Hi there - sorry that I picked up this thread so late.  SJA & CRC are extremely similar in that, at a Standard FA level, they both meet the needs of the various provincial compensation boards(with the exception of BC).  At an advanced level, they have become similar again, although SJA has more experience in providing that level of care.  They have 24-hour, 40-hour, or 80-hour Medical First Responder course.  The 80-hour can meet Paramedic Assoc. of Canada requirements.  I don't know if CRC's 80-hour course does but they'd be foolish if it didn't.
If you're interested in teaching the public yourself, CRC gives you better options; being an authorized provider with Red Cross is much more flexible than teaching for SJA.

As regards content, the person who commented that SJA seems to be fragmented doesn't seem to know where SJA is coming from.  Since you can't pick your next casualty or your next emergency, SJA tries to give you a wide range of skills.  Where they fail is that since their courses are modular, they need to tell their clients that they have some choice in content.  

Having taught for both agencies, I think that I see the differences in approach &, although I still teach for SJA, acknowledge that the differnce really lies with the instructor, not the organization.

VRC


----------



## Hawky225

I've got my NLS certs and SFA + CPR C. Will those quals count for anything?


----------



## medicineman

Long and short - not really.

MM


----------



## kratz

Reference: CMP Instruction 11/06 - First Aid and CPR Training
  - ADM(HR-Mil) Instruction 02/05 - Automated External Defibrillator Usage
  - DND Special Centre First Aid
  - DCoPS FAI and FAIT threads
  - SJA Intranet

Before starting this topic I did a search. While there are a number of posts on this topic, no thread discusses the area of first aid training, the quality of it and the standards of first aid training. I have provided the references above to link those who know the issues and to help everyone to else to know that the FA program is now voluntary vice professional as it once was.

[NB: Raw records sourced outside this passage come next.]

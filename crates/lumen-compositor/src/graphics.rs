use std::sync::Arc;

use anyhow::Result;
use lumen_gfx::GpuContext;
use lumen_gfx::wgpu; // import wgpu from lumen-gfx to keep type identity

use crate::atlas::AtlasOffset;
use crate::surface::{PlacementOutcome, SurfaceId, SurfaceRegistry};

/// Listener invoked synchronously after the rendering device was replaced.
/// Runs with the new device already bound and the atlas rebuilt, so it can
/// re-upload and re-copy immediately.
pub type ReplacedCallback = Box<dyn FnMut(&mut GraphicsDevice) -> Result<()> + Send>;

const DEFAULT_ATLAS_DIMENSION: u32 = 1024;

/// Owner of the current rendering-device binding and of every drawing
/// surface. Surfaces keep their identity when the device underneath is
/// replaced; their pixel content does not.
pub struct GraphicsDevice {
    context: GpuContext,
    atlas_format: wgpu::TextureFormat,
    atlas_texture: Arc<wgpu::Texture>,
    atlas_view: Arc<wgpu::TextureView>,
    registry: SurfaceRegistry,
    replaced_callbacks: Vec<ReplacedCallback>,
}

impl GraphicsDevice {
    pub fn new(context: GpuContext, atlas_format: wgpu::TextureFormat) -> Self {
        let limit = context.device().limits().max_texture_dimension_2d;
        let dim = DEFAULT_ATLAS_DIMENSION.min(limit);
        let registry = SurfaceRegistry::new(dim, dim, limit);
        let (atlas_texture, atlas_view) = create_atlas(&context, atlas_format, dim, dim);
        Self {
            context,
            atlas_format,
            atlas_texture,
            atlas_view,
            registry,
            replaced_callbacks: Vec::new(),
        }
    }

    pub fn context(&self) -> &GpuContext {
        &self.context
    }

    pub fn generation(&self) -> u64 {
        self.context.generation()
    }

    pub fn atlas_format(&self) -> wgpu::TextureFormat {
        self.atlas_format
    }

    pub fn atlas_view(&self) -> &wgpu::TextureView {
        &self.atlas_view
    }

    pub fn atlas_size(&self) -> (u32, u32) {
        self.registry.atlas_size()
    }

    /// Create a drawing surface. The initial size can be a placeholder (the
    /// demo defers its image load and starts at 1x1); a later resize keeps
    /// the same identity.
    pub fn create_drawing_surface(&mut self, width: u32, height: u32) -> Result<SurfaceId> {
        let (id, outcome) = self.registry.create(width, height)?;
        self.apply_placement(outcome);
        Ok(id)
    }

    pub fn surface_size(&self, id: SurfaceId) -> Option<(u32, u32)> {
        self.registry.size_of(id)
    }

    /// The surface's current offset within the atlas. May change on every
    /// draw session or device replacement.
    pub fn surface_offset(&self, id: SurfaceId) -> Option<AtlasOffset> {
        self.registry.offset_of(id)
    }

    pub fn resize_surface(&mut self, id: SurfaceId, width: u32, height: u32) -> Result<()> {
        let outcome = self.registry.resize(id, width, height)?;
        self.apply_placement(outcome);
        Ok(())
    }

    /// Copy an uploaded texture into a drawing surface.
    ///
    /// Resizes the surface to the source's exact dimensions, opens a draw
    /// session to learn the atlas offset, copies the whole source there
    /// (single subresource, no scaling, no conversion) and closes the
    /// session. The session close happens even when the copy fails.
    pub fn copy_into_surface(&mut self, id: SurfaceId, source: &wgpu::Texture) -> Result<()> {
        anyhow::ensure!(
            source.format() == self.atlas_format,
            "source texture format {:?} does not match surface format {:?}",
            source.format(),
            self.atlas_format,
        );
        let (width, height) = (source.width(), source.height());
        self.resize_surface(id, width, height)?;

        let context = self.context.clone();
        let atlas_texture = self.atlas_texture.clone();
        let session = self.registry.begin_draw(id)?;
        let offset = session.offset();
        let copy_result = copy_at_offset(&context, &atlas_texture, offset, source, width, height);
        if copy_result.is_ok() {
            log::debug!(
                "copied {}x{} into {:?} at atlas offset ({}, {})",
                width,
                height,
                session.surface_id(),
                offset.x,
                offset.y
            );
        }
        drop(session);
        copy_result
    }

    pub fn on_rendering_device_replaced(&mut self, callback: ReplacedCallback) {
        self.replaced_callbacks.push(callback);
    }

    /// Substitute a fresh context for the current one.
    ///
    /// Every resource from the old device is invalid from here on: the atlas
    /// texture is rebuilt on the new device and all surfaces are re-placed
    /// (sizes survive, content does not). The replaced callbacks then run
    /// synchronously, in registration order, to redo their uploads.
    pub fn set_rendering_device(&mut self, context: GpuContext) -> Result<()> {
        log::info!(
            "rendering device replaced: generation {} -> {}",
            self.context.generation(),
            context.generation()
        );
        self.context = context;
        let outcome = self.registry.invalidate_all()?;
        let (width, height) = match outcome {
            PlacementOutcome::AtlasGrown { width, height } => (width, height),
            PlacementOutcome::InPlace => self.registry.atlas_size(),
        };
        let (texture, view) = create_atlas(&self.context, self.atlas_format, width, height);
        self.atlas_texture = texture;
        self.atlas_view = view;

        let mut callbacks = std::mem::take(&mut self.replaced_callbacks);
        let mut result = Ok(());
        for callback in callbacks.iter_mut() {
            if let Err(err) = callback(self) {
                result = Err(err);
                break;
            }
        }
        // A callback may have registered further listeners while the list was
        // detached; keep them.
        callbacks.append(&mut self.replaced_callbacks);
        self.replaced_callbacks = callbacks;
        result
    }

    fn apply_placement(&mut self, outcome: PlacementOutcome) {
        if let PlacementOutcome::AtlasGrown { width, height } = outcome {
            log::info!("growing atlas texture to {width}x{height}");
            let (texture, view) = create_atlas(&self.context, self.atlas_format, width, height);
            self.atlas_texture = texture;
            self.atlas_view = view;
        }
    }
}

fn create_atlas(
    context: &GpuContext,
    format: wgpu::TextureFormat,
    width: u32,
    height: u32,
) -> (Arc<wgpu::Texture>, Arc<wgpu::TextureView>) {
    let texture = context.device().create_texture(&wgpu::TextureDescriptor {
        label: Some("compositor-atlas"),
        size: wgpu::Extent3d {
            width,
            height,
            depth_or_array_layers: 1,
        },
        mip_level_count: 1,
        sample_count: 1,
        dimension: wgpu::TextureDimension::D2,
        format,
        usage: wgpu::TextureUsages::COPY_DST | wgpu::TextureUsages::TEXTURE_BINDING,
        view_formats: &[],
    });
    let view = texture.create_view(&wgpu::TextureViewDescriptor::default());
    (Arc::new(texture), Arc::new(view))
}

fn copy_at_offset(
    context: &GpuContext,
    atlas: &wgpu::Texture,
    offset: AtlasOffset,
    source: &wgpu::Texture,
    width: u32,
    height: u32,
) -> Result<()> {
    let device = context.device();
    // Copy errors are reported out-of-band; an error scope turns them into a
    // Result the caller can propagate.
    device.push_error_scope(wgpu::ErrorFilter::Validation);
    let mut encoder = device.create_command_encoder(&wgpu::CommandEncoderDescriptor {
        label: Some("surface-copy-encoder"),
    });
    encoder.copy_texture_to_texture(
        wgpu::ImageCopyTexture {
            texture: source,
            mip_level: 0,
            origin: wgpu::Origin3d::ZERO,
            aspect: wgpu::TextureAspect::All,
        },
        wgpu::ImageCopyTexture {
            texture: atlas,
            mip_level: 0,
            origin: wgpu::Origin3d {
                x: offset.x,
                y: offset.y,
                z: 0,
            },
            aspect: wgpu::TextureAspect::All,
        },
        wgpu::Extent3d {
            width,
            height,
            depth_or_array_layers: 1,
        },
    );
    context.queue().submit(std::iter::once(encoder.finish()));
    if let Some(err) = pollster::block_on(device.pop_error_scope()) {
        anyhow::bail!("surface copy failed: {err}");
    }
    Ok(())
}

As this thread is for training and standards, most posts would be from FAI (First Aid Instructors) or FAIT (First Aid Instructor Trainers). Other comments are constructive input on what FAI and FAITs can action within the above refs.

I have a topic in mind start with, but I want to hear how this thread is received.


----------



## medaid

I don't quite understand where you're going with this Kratz.


----------



## kratz

In many topics I have read the moan and groaning of people about first aid and that it does not meet what they want. So I am opening a discussion from FAI and FAITs on the courses they are instructing and in a secondary role, providing an answer to questions that pers may have.

As I mentioned in my first post, I have topics in mind:
- SJA or CRC ? This comes up each fall for review due to TB issues.
- Transfer of skills when posted? Both RCR and SJA are nationally recognized, but what are the experiences after a move?

I know one base wants you to have HCP before becoming a FAI. I know another base that you could pull teeth and not be allowed to be  qualified as an AMFR Instructor. I know Gagetown wants FAI to be AMFR1 qualified before their ICP. 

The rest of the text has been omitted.